Collected data entries:
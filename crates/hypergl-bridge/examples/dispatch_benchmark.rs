//! GL Bridge Dispatch Benchmarks
//!
//! Run with: cargo run -p hypergl-bridge --example dispatch_benchmark --release

use hypergl_bridge::gl;
use hypergl_bridge::wasm::{CallTimings, GlSandbox, WasmConfig};
use hypergl_bridge::{Bridge, BridgeConfig, GuestMemory, RecordingContext};
use std::time::Instant;

/// A guest frame: clear, upload 256 bytes of vertices and one mat4, draw,
/// and check errors.
const FRAME_GUEST: &str = r#"
(module
  (import "env" "hypergl_glGenBuffers" (func $gen_buffers (param i32 i32)))
  (import "env" "hypergl_glBindBuffer" (func $bind_buffer (param i32 i32)))
  (import "env" "hypergl_glBufferData" (func $buffer_data (param i32 i32 i32 i32)))
  (import "env" "hypergl_glClear" (func $clear (param i32)))
  (import "env" "hypergl_glUniformMatrix4fv" (func $uniform_mat4 (param i32 i32 i32 i32)))
  (import "env" "hypergl_glDrawArraysInstanced" (func $draw (param i32 i32 i32 i32)))
  (import "env" "hypergl_glGetError" (func $get_error (result i32)))
  (memory (export "memory") 1)
  (func (export "setup")
    (call $gen_buffers (i32.const 1) (i32.const 16))
    (call $bind_buffer (i32.const 0x8892) (i32.load (i32.const 16))))
  (func (export "frame") (result i32)
    (call $clear (i32.const 0x4100))
    (call $buffer_data (i32.const 0x8892) (i32.const 256) (i32.const 1024) (i32.const 0x88E8))
    (call $uniform_mat4 (i32.const -1) (i32.const 1) (i32.const 0) (i32.const 2048))
    (call $draw (i32.const 4) (i32.const 0) (i32.const 3) (i32.const 1))
    (call $get_error))
)
"#;

fn main() {
    println!("=== GL Bridge Dispatch Benchmarks ===\n");

    bench_direct_dispatch();
    bench_instantiation();
    bench_guest_frames();
    bench_with_fuel_metering();

    println!("\n=== Benchmark Complete ===");
}

fn bench_direct_dispatch() {
    println!("## Direct Dispatch (no wasm)");

    let mut bytes = vec![0u8; 64 * 1024];
    let mut mem = GuestMemory::new(&mut bytes);
    let mut bridge = Bridge::new(RecordingContext::new());
    bridge.gen_buffers(&mut mem, 1, 16).unwrap();
    let buffer = mem.read_u32(16).unwrap();
    bridge.bind_buffer(gl::ARRAY_BUFFER, buffer).unwrap();

    let iterations = 10_000;
    for size in [64, 1024, 16384] {
        let start = Instant::now();
        for _ in 0..iterations {
            bridge
                .buffer_data(&mem, gl::ARRAY_BUFFER, size, 1024, gl::DYNAMIC_DRAW)
                .unwrap();
        }
        let per_call = start.elapsed().as_nanos() as f64 / f64::from(iterations);
        println!("  glBufferData({:>5} bytes): {:.0}ns/call", size, per_call);
        bridge.context_mut().take_calls();
    }

    let start = Instant::now();
    for _ in 0..iterations {
        bridge.gen_textures(&mut mem, 1, 32).unwrap();
        bridge.delete_textures(&mem, 1, 32).unwrap();
    }
    let per_pair = start.elapsed().as_nanos() as f64 / f64::from(iterations);
    println!("  glGenTextures+glDeleteTextures: {:.0}ns/pair", per_pair);
    println!("  next handle after churn: {}", bridge.next_handle());
    println!();
}

fn bench_instantiation() {
    println!("## Instantiation");

    let sandbox = GlSandbox::new(WasmConfig::default()).unwrap();
    let module = sandbox.load_module_bytes("frame_guest", FRAME_GUEST).unwrap();

    // Warm up
    for _ in 0..5 {
        let _ = sandbox
            .instantiate(&module, RecordingContext::new(), BridgeConfig::default())
            .unwrap();
    }

    let mut timings = CallTimings::new();
    for _ in 0..100 {
        let start = Instant::now();
        let _ = sandbox
            .instantiate(&module, RecordingContext::new(), BridgeConfig::default())
            .unwrap();
        timings.record(start.elapsed().as_micros() as u64);
    }
    println!("  instantiate: {}", timings.summary());
    println!();
}

fn bench_guest_frames() {
    println!("## Guest Frames");

    let sandbox = GlSandbox::new(WasmConfig::default()).unwrap();
    let module = sandbox.load_module_bytes("frame_guest", FRAME_GUEST).unwrap();
    let mut instance = sandbox
        .instantiate(&module, RecordingContext::new(), BridgeConfig::default())
        .unwrap();
    instance.call_void("setup").unwrap();

    // Warm up
    for _ in 0..100 {
        let _ = instance.call_i32("frame");
    }

    let mut timings = CallTimings::new();
    for _ in 0..10_000 {
        let result = instance.call_i32("frame").unwrap();
        assert_eq!(result.value as u32, gl::NO_ERROR);
        timings.record(result.execution_time_us);
        instance.bridge_mut().context_mut().take_calls();
    }
    println!("  frame (5 GL calls): {}", timings.summary());
    println!();
}

fn bench_with_fuel_metering() {
    println!("## Fuel Metering");

    let sandbox = GlSandbox::new(WasmConfig::minimal()).unwrap();
    let module = sandbox.load_module_bytes("frame_guest", FRAME_GUEST).unwrap();
    let mut instance = sandbox
        .instantiate(&module, RecordingContext::new(), BridgeConfig::default())
        .unwrap();
    instance.call_void("setup").unwrap();

    let mut timings = CallTimings::new();
    let mut fuel = 0u64;
    for _ in 0..1_000 {
        let result = instance.call_i32("frame").unwrap();
        timings.record(result.execution_time_us);
        fuel += result.fuel_consumed.unwrap_or(0);
        instance.bridge_mut().context_mut().take_calls();
    }
    println!("  frame (metered):    {}", timings.summary());
    println!("  fuel per frame:     {:.1}", fuel as f64 / 1_000.0);
    println!("  fuel remaining:     {:?}", instance.remaining_fuel());
}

WORK INSTRUCTION:
The first line of the entries, the line with "(func $gen_buffers (param i32 i32)))", and every line between them should be retyped exactly, and nothing else.

EXERCISE RESULT:
filename crates/hypergl-bridge/examples/dispatch_benchmark.rs
//! GL Bridge Dispatch Benchmarks
//!
//! Run with: cargo run -p hypergl-bridge --example dispatch_benchmark --release

use hypergl_bridge::gl;
use hypergl_bridge::wasm::{CallTimings, GlSandbox, WasmConfig};
use hypergl_bridge::{Bridge, BridgeConfig, GuestMemory, RecordingContext};
use std::time::Instant;

/// A guest frame: clear, upload 256 bytes of vertices and one mat4, draw,
/// and check errors.
const FRAME_GUEST: &str = r#"
(module
  (import "env" "hypergl_glGenBuffers" (func $gen_buffers (param i32 i32)))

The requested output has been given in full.